Hard-rocking tracks such as “Shaking” and “Wild and Lonely” would suggest Etheridge understandably has some pent-up anger about the current situation in the U.S. and beyond, but listening to the songs (and speaking to her) reveal a much different outlook. As she has toured with her band — drummer Eric Gardner, bassist David Santos and multi-instrumentalist Max Hart — she has noticed more unity among people in the towns she visits than division, she said.

“I’m standing here in Ann Arbor, which is a college town, and I see amazing diversity,” Etheridge said. “I see people of all different shades of melatonin walking around, all different ethnicities. Just right now as we’re talking, I saw a person of color, I saw two — I mean, just, it’s this beautiful mix, and it’s comfortable, and it’s fine. And I go from town to town, and yeah, there’ll be some towns that are predominately white, but there’s always — they are embracing an out lesbian musician. I wish everyone could see what I see, because I see a great amount of hope, and I have a great amount of hope.”

The album’s title reflects this.

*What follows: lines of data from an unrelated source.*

use crate::strategy::config::{InvalidStrategyConfig, StrategyConfig};
use crate::strategy::targeting;
use flip7_core::model::hand::Hand;
use flip7_core::model::player::PlayerId;
use flip7_core::model::score::hand_score;
use flip7_core::strategy::{SecondChanceOutcome, Strategy, TableView, TurnDecision};
use tracing::trace;

/// One of the 575 rule-based players: stays as soon as any configured
/// threshold is met, draws otherwise. Targeting is the fixed table
/// heuristic shared by every variant.
#[derive(Debug, Clone)]
pub struct ThresholdStrategy {
    config: StrategyConfig,
}

impl ThresholdStrategy {
    /// Fails fast on an invalid configuration; nothing is defaulted.
    pub fn new(config: StrategyConfig) -> Result<Self, InvalidStrategyConfig> {
        config.validate()?;
        Ok(Self { config })
    }

    pub fn config(&self) -> &StrategyConfig {
        &self.config
    }

    pub fn label(&self) -> String {
        self.config.label()
    }
}

impl Strategy for ThresholdStrategy {
    fn decide(&self, hand: &Hand, _table: &TableView<'_>) -> TurnDecision {
        if let Some(threshold) = self.config.score_threshold
            && hand_score(hand) >= threshold
        {
            trace!(target: "flip7_bot::decide", condition = "score", threshold, "stay");
            return TurnDecision::Stay;
        }
        if let Some(limit) = self.config.hand_size_limit
            && hand.number_count() >= limit
        {
            trace!(target: "flip7_bot::decide", condition = "hand_size", limit, "stay");
            return TurnDecision::Stay;
        }
        if let Some(threshold) = self.config.high_value_threshold
            && hand.highest_number().is_some_and(|value| value >= threshold)
        {
            trace!(target: "flip7_bot::decide", condition = "high_value", threshold, "stay");
            return TurnDecision::Stay;
        }
        TurnDecision::Draw
    }

    fn freeze_target(&self, table: &TableView<'_>) -> Option<PlayerId> {
        targeting::freeze_target(table)
    }

    fn flip_three_target(&self, table: &TableView<'_>) -> Option<PlayerId> {
        targeting::flip_three_target(table)
    }

    fn second_chance(&self, table: &TableView<'_>) -> SecondChanceOutcome {
        targeting::second_chance(table)
    }
}
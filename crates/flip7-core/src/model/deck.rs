use crate::model::card::{ActionKind, Card, MAX_NUMBER, ModifierKind};
use rand::SeedableRng;
use rand::rngs::StdRng;
use rand::seq::SliceRandom;
use std::collections::VecDeque;

/// Total cards in the fixed composition: 79 numbers, 6 modifiers, 9 actions.
pub const DECK_SIZE: usize = 94;

#[derive(Debug, Clone)]
pub struct Deck {
    cards: VecDeque<Card>,
}

impl Deck {
    /// The fixed composition, unshuffled: one 0, `n` copies of each number
    /// `n` in 1..=12, one of each modifier, three of each action.
    pub fn standard() -> Self {
        let mut cards = Vec::with_capacity(DECK_SIZE);
        cards.push(Card::Number(0));
        for value in 1..=MAX_NUMBER {
            for _ in 0..value {
                cards.push(Card::Number(value));
            }
        }
        for kind in ModifierKind::ALL {
            cards.push(Card::Modifier(kind));
        }
        for kind in ActionKind::ALL {
            for _ in 0..ActionKind::COPIES {
                cards.push(Card::Action(kind));
            }
        }
        Self {
            cards: VecDeque::from(cards),
        }
    }

    pub fn shuffled<R: rand::Rng + ?Sized>(rng: &mut R) -> Self {
        let mut deck = Self::standard();
        deck.shuffle_in_place(rng);
        deck
    }

    pub fn shuffled_with_seed(seed: u64) -> Self {
        let mut rng = StdRng::seed_from_u64(seed);
        Self::shuffled(&mut rng)
    }

    /// Explicit draw order, front card first. Used to construct scenarios.
    pub fn from_cards(cards: Vec<Card>) -> Self {
        Self {
            cards: VecDeque::from(cards),
        }
    }

    pub fn shuffle_in_place<R: rand::Rng + ?Sized>(&mut self, rng: &mut R) {
        self.cards.make_contiguous().shuffle(rng);
    }

    /// Removes and returns the next card; `None` once exhausted.
    pub fn draw(&mut self) -> Option<Card> {
        self.cards.pop_front()
    }

    pub fn len(&self) -> usize {
        self.cards.len()
    }

    pub fn is_empty(&self) -> bool {
        self.cards.is_empty()
    }

    pub fn cards(&self) -> impl Iterator<Item = &Card> {
        self.cards.iter()
    }
}

#[cfg(test)]
mod tests {
    use super::{DECK_SIZE, Deck};
    use crate::model::card::{ActionKind, Card, MAX_NUMBER, ModifierKind};

    #[test]
    fn standard_composition_is_fixed() {
        let deck = Deck::standard();
        assert_eq!(deck.len(), DECK_SIZE);

        for value in 0..=MAX_NUMBER {
            let copies = deck
                .cards()
                .filter(|card| **card == Card::Number(value))
                .count();
            let expected = if value == 0 { 1 } else { value as usize };
            assert_eq!(copies, expected, "number {value} copy count");
        }

        for kind in ModifierKind::ALL {
            let copies = deck
                .cards()
                .filter(|card| **card == Card::Modifier(kind))
                .count();
            assert_eq!(copies, 1, "modifier {kind} copy count");
        }

        for kind in ActionKind::ALL {
            let copies = deck
                .cards()
                .filter(|card| **card == Card::Action(kind))
                .count();
            assert_eq!(copies, ActionKind::COPIES, "action {kind} copy count");
        }
    }

    #[test]
    fn shuffle_preserves_composition() {
        let shuffled = Deck::shuffled_with_seed(7);
        let mut reference: Vec<_> = Deck::standard().cards().copied().collect();
        let mut cards: Vec<_> = shuffled.cards().copied().collect();
        let key = |card: &Card| format!("{card:?}");
        reference.sort_by_key(key);
        cards.sort_by_key(key);
        assert_eq!(cards, reference);
    }

    #[test]
    fn shuffle_with_seed_is_deterministic() {
        let deck_a: Vec<_> = Deck::shuffled_with_seed(42).cards().copied().collect();
        let deck_b: Vec<_> = Deck::shuffled_with_seed(42).cards().copied().collect();
        assert_eq!(deck_a, deck_b);
    }

    #[test]
    fn shuffle_with_different_seeds_differs() {
        let deck_a: Vec<_> = Deck::shuffled_with_seed(1).cards().copied().collect();
        let deck_b: Vec<_> = Deck::shuffled_with_seed(2).cards().copied().collect();
        assert_ne!(deck_a, deck_b);
    }

    #[test]
    fn draw_consumes_front_first_until_exhausted() {
        let mut deck = Deck::from_cards(vec![Card::Number(3), Card::Number(9)]);
        assert_eq!(deck.draw(), Some(Card::Number(3)));
        assert_eq!(deck.draw(), Some(Card::Number(9)));
        assert_eq!(deck.draw(), None);
        assert!(deck.is_empty());
    }
}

The songs are primarily “about health, wellness, cannabis, this new thought, new paradigm, however you want to talk about it, however you want to understand it,” as Etheridge put it in a news release announcing the album.

“I think that people are looking to things like music and entertainment to help them make sense of things, to help relieve them — to have some soothing effect on them,” she said.

So far, fans have responded positively to the throwback sound and the messages in the songs.

“The hardcore fans will always dig what I do and really catch onto it,” Etheridge said. “And then sometimes, it takes years for them to (say), ‘Hey, will you play that song from that (2010) album, “Fearless Love?”’ And you’re like, oh, you actually, finally got it. This album, a larger majority of the audience has already bought it, they already know the songs, (and) they’re already singing it with me, and that is really thrilling.”

Etheridge, who has played more lead guitar live and in the studio since tackling all guitar parts on her 2012 album “4th Street Feeling,” reunited with Shanks almost by accident. Shanks last produced “Fearless Love” for Etheridge, and served as guitarist in her band in the late ’80s and early ’90s before branching out as a producer and songwriter.

“I went in (to the studio); I played the drums and laid down tracks and built these songs, and it all came from me and I love that,” Etheridge said. “And I got to a certain point where I was like, OK, now what am I gonna do? And then John Shanks literally shows up backstage somewhere and says, ‘Hey, I didn’t know you were here.’ And he says, ‘I’ve got this great studio.’ Hey, let’s do it. Bam, OK, and we were off. He has a way of just adding such air under my wings. … He’s got a sound — a beautiful sort of palette that he lays down.”